For ten years, my husband has been paralyzed on one side—first bedridden, then in a wheelchair. A highway accident took away the life he once knew. Since then, I have washed him, changed him, turned him to prevent bedsores, fed him when he couldn’t lift his arms, and moved him from place to place as if he were part of my own shadow. I never complained.
I never even considered leaving.
In the San Miguel de las Lomas neighborhood, on the outskirts of Guadalajara, people always told me:
“You’re young, dear… rebuild your life.”
But I firmly believed: if he stays here, my love stays too.
A few days ago, I returned to Zacatecas, my hometown, to visit my sick mother. I stayed a few days. Then I came back earlier than expected, overcome with homesickness: I missed my house and yes… him too.
As I opened the door to our small apartment, I heard a strange noise coming from the bedroom.
Moaning.
A “uh… uh…,” like someone was struggling for air.
My heart tightened.
I thought he might have had a seizure or fallen from his wheelchair—it had happened before. I dropped my bags and ran.
And then… I froze in the doorway.
There was no seizure.
No fall.
My husband was sitting—not in his wheelchair. He was sitting on the bed, supported by a strength he was supposed to no longer have.
And he was not alone.

His arms were around a young woman, also in a wheelchair, their mouths pressed together, kissing as if the world were ending.
I, who had washed his body, his back, his useless legs for ten years… could only whisper:
“You… you weren’t paralyzed?”
The girl turned around, panicked; he pulled back as best he could and stammered… until he said, slowly but clearly:
“Don’t… scare her…”
A shiver ran through me. It had been years since I had heard him speak a full sentence.
The young woman, crying, tried to explain:
“He… he has been moving better for some time. I am not another woman… please, let me explain…”
I gritted my teeth.
“And what are you, then?”
She lowered her head.
“I am… his therapy partner for three years. I myself lost mobility in my legs… and he learned to regain some movement. We spent months together at the rehabilitation center… I saw his first step.”
My knees shook. “Three years…? Three years during which he could move… speak…? And I kept changing his diapers and pushing his wheelchair?”
He didn’t answer.
The young woman added:
“He didn’t want to tell you. He was afraid. Afraid you would leave if you knew he was improving. He wasn’t progressing as fast as he hoped…”
I laughed bitterly:
“Three years without saying: ‘I can move a little’? Or three years to fall in love with someone else?”
The silence was heavy, like a tombstone.
I approached him:
“You weren’t disabled. You simply sat… while I exhausted myself taking care of you.”

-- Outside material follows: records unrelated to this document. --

//! Graph - Dependency-ordered set of resource nodes
//!
//! An edge A -> B means A must be finalized before B. Nodes keep their
//! insertion order, which breaks ties in the topological order and makes
//! repeated builds reproducible.

use std::collections::{HashMap, HashSet};

use crate::resource::ResourceNode;

/// Lifecycle of a node within one provisioning run
#[derive(Debug, Clone, Copy, PartialEq, Eq)]
pub enum NodeState {
    /// Added to the graph, not yet scheduled
    Declared,
    /// Provisioning has started; every predecessor is finalized
    Pending,
    /// Provisioned; deferred attributes are readable
    Finalized,
}

#[derive(Debug, Clone, thiserror::Error)]
pub enum GraphError {
    #[error("adding '{node}' would create a dependency cycle")]
    Cycle { node: String },

    #[error("duplicate node name: {0}")]
    DuplicateNode(String),

    #[error("unknown node: {0}")]
    UnknownNode(String),

    #[error("node '{node}' reads '{target}' but does not list it as a predecessor")]
    MissingPredecessor { node: String, target: String },

    #[error("cannot finalize '{node}': predecessor '{waiting_on}' is not finalized")]
    PrematureFinalize { node: String, waiting_on: String },

    #[error("node '{0}' is already finalized")]
    AlreadyFinalized(String),
}

/// Directed acyclic graph owning every resource node of one build
#[derive(Debug, Clone, Default)]
pub struct Graph {
    nodes: HashMap<String, ResourceNode>,
    /// Node names in insertion order
    order: Vec<String>,
    states: HashMap<String, NodeState>,
}

impl Graph {
    pub fn new() -> Self {
        Self::default()
    }

    /// Add a node. Predecessors may name nodes that are not in the graph
    /// yet; those forward references are validated by `topological_order`.
    /// Fails atomically: a rejected node leaves the graph untouched.
    pub fn add_node(&mut self, node: ResourceNode) -> Result<(), GraphError> {
        if self.nodes.contains_key(&node.name) {
            return Err(GraphError::DuplicateNode(node.name));
        }

        // Every node read through a Ref attribute or a template binding
        // must also be a declared predecessor.
        for target in node.referenced_nodes() {
            if !node.predecessors.iter().any(|p| p == target) {
                return Err(GraphError::MissingPredecessor {
                    node: node.name.clone(),
                    target: target.to_string(),
                });
            }
        }

        let name = node.name.clone();
        self.order.push(name.clone());
        self.states.insert(name.clone(), NodeState::Declared);
        self.nodes.insert(name.clone(), node);

        // The graph was acyclic before this insert, so any new cycle must
        // pass through the new node: walk its predecessors transitively
        // and reject if the walk comes back. Covers self-edges.
        if self.reaches(&name, &name, &mut HashSet::new()) {
            self.nodes.remove(&name);
            self.states.remove(&name);
            self.order.pop();
            return Err(GraphError::Cycle { node: name });
        }

        Ok(())
    }

    /// True if following predecessor edges from `from` reaches `target`
    fn reaches(&self, from: &str, target: &str, seen: &mut HashSet<String>) -> bool {
        let Some(node) = self.nodes.get(from) else {
            return false;
        };
        for pred in &node.predecessors {
            if pred == target {
                return true;
            }
            if seen.insert(pred.clone()) && self.reaches(pred, target, seen) {
                return true;
            }
        }
        false
    }

    /// Node names such that every predecessor precedes its dependents.
    /// Ties among independent nodes are broken by insertion order, so the
    /// result is stable across calls and across identical builds.
    pub fn topological_order(&self) -> Result<Vec<String>, GraphError> {
        // Dangling predecessors are an error, not a silent deadlock
        for name in &self.order {
            if let Some(node) = self.nodes.get(name) {
                for pred in &node.predecessors {
                    if !self.nodes.contains_key(pred) {
                        return Err(GraphError::UnknownNode(pred.clone()));
                    }
                }
            }
        }

        let mut done: HashSet<&str> = HashSet::new();
        let mut remaining: Vec<&String> = self.order.iter().collect();
        let mut out: Vec<String> = Vec::with_capacity(self.order.len());

        while !remaining.is_empty() {
            let ready = remaining.iter().position(|name| {
                self.nodes
                    .get(*name)
                    .is_some_and(|n| n.predecessors.iter().all(|p| done.contains(p.as_str())))
            });
            let Some(idx) = ready else {
                return Err(GraphError::Cycle {
                    node: remaining[0].clone(),
                });
            };
            let name = remaining.remove(idx);
            done.insert(name.as_str());
            out.push(name.clone());
        }

        Ok(out)
    }

    /// Mark that provisioning of a node has started. Refused while any
    /// predecessor is not finalized, which is what keeps dependents of a
    /// failed node from being provisioned.
    pub fn begin(&mut self, name: &str) -> Result<(), GraphError> {
        self.check_predecessors_finalized(name)?;
        self.states.insert(name.to_string(), NodeState::Pending);
        Ok(())
    }

    /// Mark a node provisioned. From here on its deferred attributes are
    /// readable. A node with no predecessors finalizes immediately.
    pub fn finalize(&mut self, name: &str) -> Result<(), GraphError> {
        self.check_predecessors_finalized(name)?;
        self.states.insert(name.to_string(), NodeState::Finalized);
        Ok(())
    }

    fn check_predecessors_finalized(&self, name: &str) -> Result<(), GraphError> {
        let node = self
            .nodes
            .get(name)
            .ok_or_else(|| GraphError::UnknownNode(name.to_string()))?;
        if self.state(name) == Some(NodeState::Finalized) {
            return Err(GraphError::AlreadyFinalized(name.to_string()));
        }
        let waiting = node
            .predecessors
            .iter()
            .find(|p| !self.is_finalized(p))
            .cloned();
        if let Some(waiting_on) = waiting {
            return Err(GraphError::PrematureFinalize {
                node: name.to_string(),
                waiting_on,
            });
        }
        Ok(())
    }

    pub fn node(&self, name: &str) -> Option<&ResourceNode> {
        self.nodes.get(name)
    }

    pub fn state(&self, name: &str) -> Option<NodeState> {
        self.states.get(name).copied()
    }

    pub fn is_finalized(&self, name: &str) -> bool {
        self.state(name) == Some(NodeState::Finalized)
    }

    /// First node (in insertion order) that is not finalized
    pub fn first_unfinalized(&self) -> Option<&str> {
        self.order
            .iter()
            .find(|n| !self.is_finalized(n))
            .map(|s| s.as_str())
    }

    /// Node names in insertion order
    pub fn names(&self) -> impl Iterator<Item = &str> {
        self.order.iter().map(|s| s.as_str())
    }

    pub fn len(&self) -> usize {
        self.order.len()
    }

    pub fn is_empty(&self) -> bool {
        self.order.is_empty()
    }
}

#[cfg(test)]
mod tests {
    use super::*;
    use crate::resource::{NodeKind, Value};

    fn node(name: &str, preds: &[&str]) -> ResourceNode {
        let mut n = ResourceNode::new(name, NodeKind::ComputeInstance);
        for p in preds {
            n = n.with_predecessor(*p);
        }
        n
    }

    #[test]
    fn cycle_detected_on_insert() {
        let mut graph = Graph::new();

        // a -> b -> c -> a, declared with a forward reference
        graph.add_node(node("a", &["c"])).unwrap();
        graph.add_node(node("b", &["a"])).unwrap();
        let err = graph.add_node(node("c", &["b"])).unwrap_err();
        assert!(matches!(err, GraphError::Cycle { node } if node == "c"));

        // the rejected node must not linger
        assert!(graph.node("c").is_none());
        assert_eq!(graph.len(), 2);
    }

    #[test]
    fn self_edge_is_a_cycle() {
        let mut graph = Graph::new();
        let err = graph.add_node(node("a", &["a"])).unwrap_err();
        assert!(matches!(err, GraphError::Cycle { .. }));
    }

    #[test]
    fn duplicate_node_rejected() {
        let mut graph = Graph::new();
        graph.add_node(node("a", &[])).unwrap();
        let err = graph.add_node(node("a", &[])).unwrap_err();
        assert!(matches!(err, GraphError::DuplicateNode(_)));
    }

    #[test]
    fn unlisted_reference_rejected() {
        let mut graph = Graph::new();
        graph.add_node(node("database", &[])).unwrap();

        let webapp = ResourceNode::new("webapp", NodeKind::ComputeInstance).with_attribute(
            "db_host",
            Value::Ref("database".to_string(), "private_ip".to_string()),
        );
        let err = graph.add_node(webapp).unwrap_err();
        assert!(matches!(
            err,
            GraphError::MissingPredecessor { node, target } if node == "webapp" && target == "database"
        ));
    }

    #[test]
    fn topological_order_respects_edges_and_insertion() {
        let mut graph = Graph::new();
        graph.add_node(node("network", &[])).unwrap();
        graph.add_node(node("database", &["network"])).unwrap();
        graph.add_node(node("webapp", &["network", "database"])).unwrap();
        graph
            .add_node(node("bastion", &["webapp", "database"]))
            .unwrap();

        let order = graph.topological_order().unwrap();
        assert_eq!(order, vec!["network", "database", "webapp", "bastion"]);
    }

    #[test]
    fn topological_order_is_stable() {
        let mut graph = Graph::new();
        graph.add_node(node("a", &[])).unwrap();
        graph.add_node(node("b", &[])).unwrap();
        graph.add_node(node("c", &["a"])).unwrap();
        graph.add_node(node("d", &["b", "a"])).unwrap();

        let first = graph.topological_order().unwrap();
        let second = graph.topological_order().unwrap();
        assert_eq!(first, second);
        // independent nodes keep insertion order
        assert_eq!(first, vec!["a", "b", "c", "d"]);
    }

    #[test]
    fn dangling_predecessor_fails_ordering() {
        let mut graph = Graph::new();
        graph.add_node(node("a", &["ghost"])).unwrap();
        let err = graph.topological_order().unwrap_err();
        assert!(matches!(err, GraphError::UnknownNode(n) if n == "ghost"));
    }

    #[test]
    fn finalize_in_dependency_order() {
        let mut graph = Graph::new();
        graph.add_node(node("network", &[])).unwrap();
        graph.add_node(node("database", &["network"])).unwrap();
        graph.add_node(node("webapp", &["network", "database"])).unwrap();
        graph
            .add_node(node("bastion", &["webapp", "database"]))
            .unwrap();

        for name in ["network", "database", "webapp", "bastion"] {
            graph.finalize(name).unwrap();
        }
        assert!(graph.first_unfinalized().is_none());
    }

    #[test]
    fn premature_finalize_names_the_missing_predecessor() {
        let mut graph = Graph::new();
        graph.add_node(node("network", &[])).unwrap();
        graph.add_node(node("database", &["network"])).unwrap();
        graph.add_node(node("webapp", &["network", "database"])).unwrap();
        graph
            .add_node(node("bastion", &["webapp", "database"]))
            .unwrap();

        graph.finalize("network").unwrap();
        // webapp before database must fail at the webapp step
        let err = graph.finalize("webapp").unwrap_err();
        assert!(matches!(
            err,
            GraphError::PrematureFinalize { node, waiting_on }
                if node == "webapp" && waiting_on == "database"
        ));
    }

    #[test]
    fn zero_predecessor_node_finalizes_immediately() {
        let mut graph = Graph::new();
        graph.add_node(node("network", &[])).unwrap();
        graph.finalize("network").unwrap();
        assert!(graph.is_finalized("network"));
    }

    #[test]
    fn finalize_is_not_repeatable() {
        let mut graph = Graph::new();
        graph.add_node(node("network", &[])).unwrap();
        graph.finalize("network").unwrap();
        let err = graph.finalize("network").unwrap_err();
        assert!(matches!(err, GraphError::AlreadyFinalized(_)));
    }

    #[test]
    fn begin_refuses_dependents_of_unfinished_nodes() {
        let mut graph = Graph::new();
        graph.add_node(node("network", &[])).unwrap();
        graph.add_node(node("webapp", &["network"])).unwrap();

        let err = graph.begin("webapp").unwrap_err();
        assert!(matches!(err, GraphError::PrematureFinalize { .. }));

        graph.finalize("network").unwrap();
        graph.begin("webapp").unwrap();
        assert_eq!(graph.state("webapp"), Some(NodeState::Pending));
    }
}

He clasped his hands, almost begging:
“Forgive me… don’t leave me…”
I shook my head.
“I’m not leaving you. I’m simply returning the life you chose—away from me.”
I grabbed my things and left. The door closed behind me on its own.
In Tlaquepaque, the whole neighborhood knew.
The doctors at the center confirmed:
He regained some mobility four years ago, could walk with assistance for two years… and preferred that I continue to care for him because he “wasn’t ready to face reality.”
People say I was foolish.
But no one understands what it is to give your entire youth… only to see him finally wake up in someone else’s arms.
I simply said:

“The one who had been paralyzed for ten years… was never him.”
It was me.
Me, trapped in a marriage that had died long ago.
Now they live together in a small room near the center.
The neighbors say they can hear them arguing every night.
The young woman shouts at him:
“If you had told the truth from the beginning, we wouldn’t be like this!”
And I… I finally sleep peacefully for the first time in ten years.
Because in the end, in Mexico as everywhere else, the truth always comes out… even if some people take ten years to get there.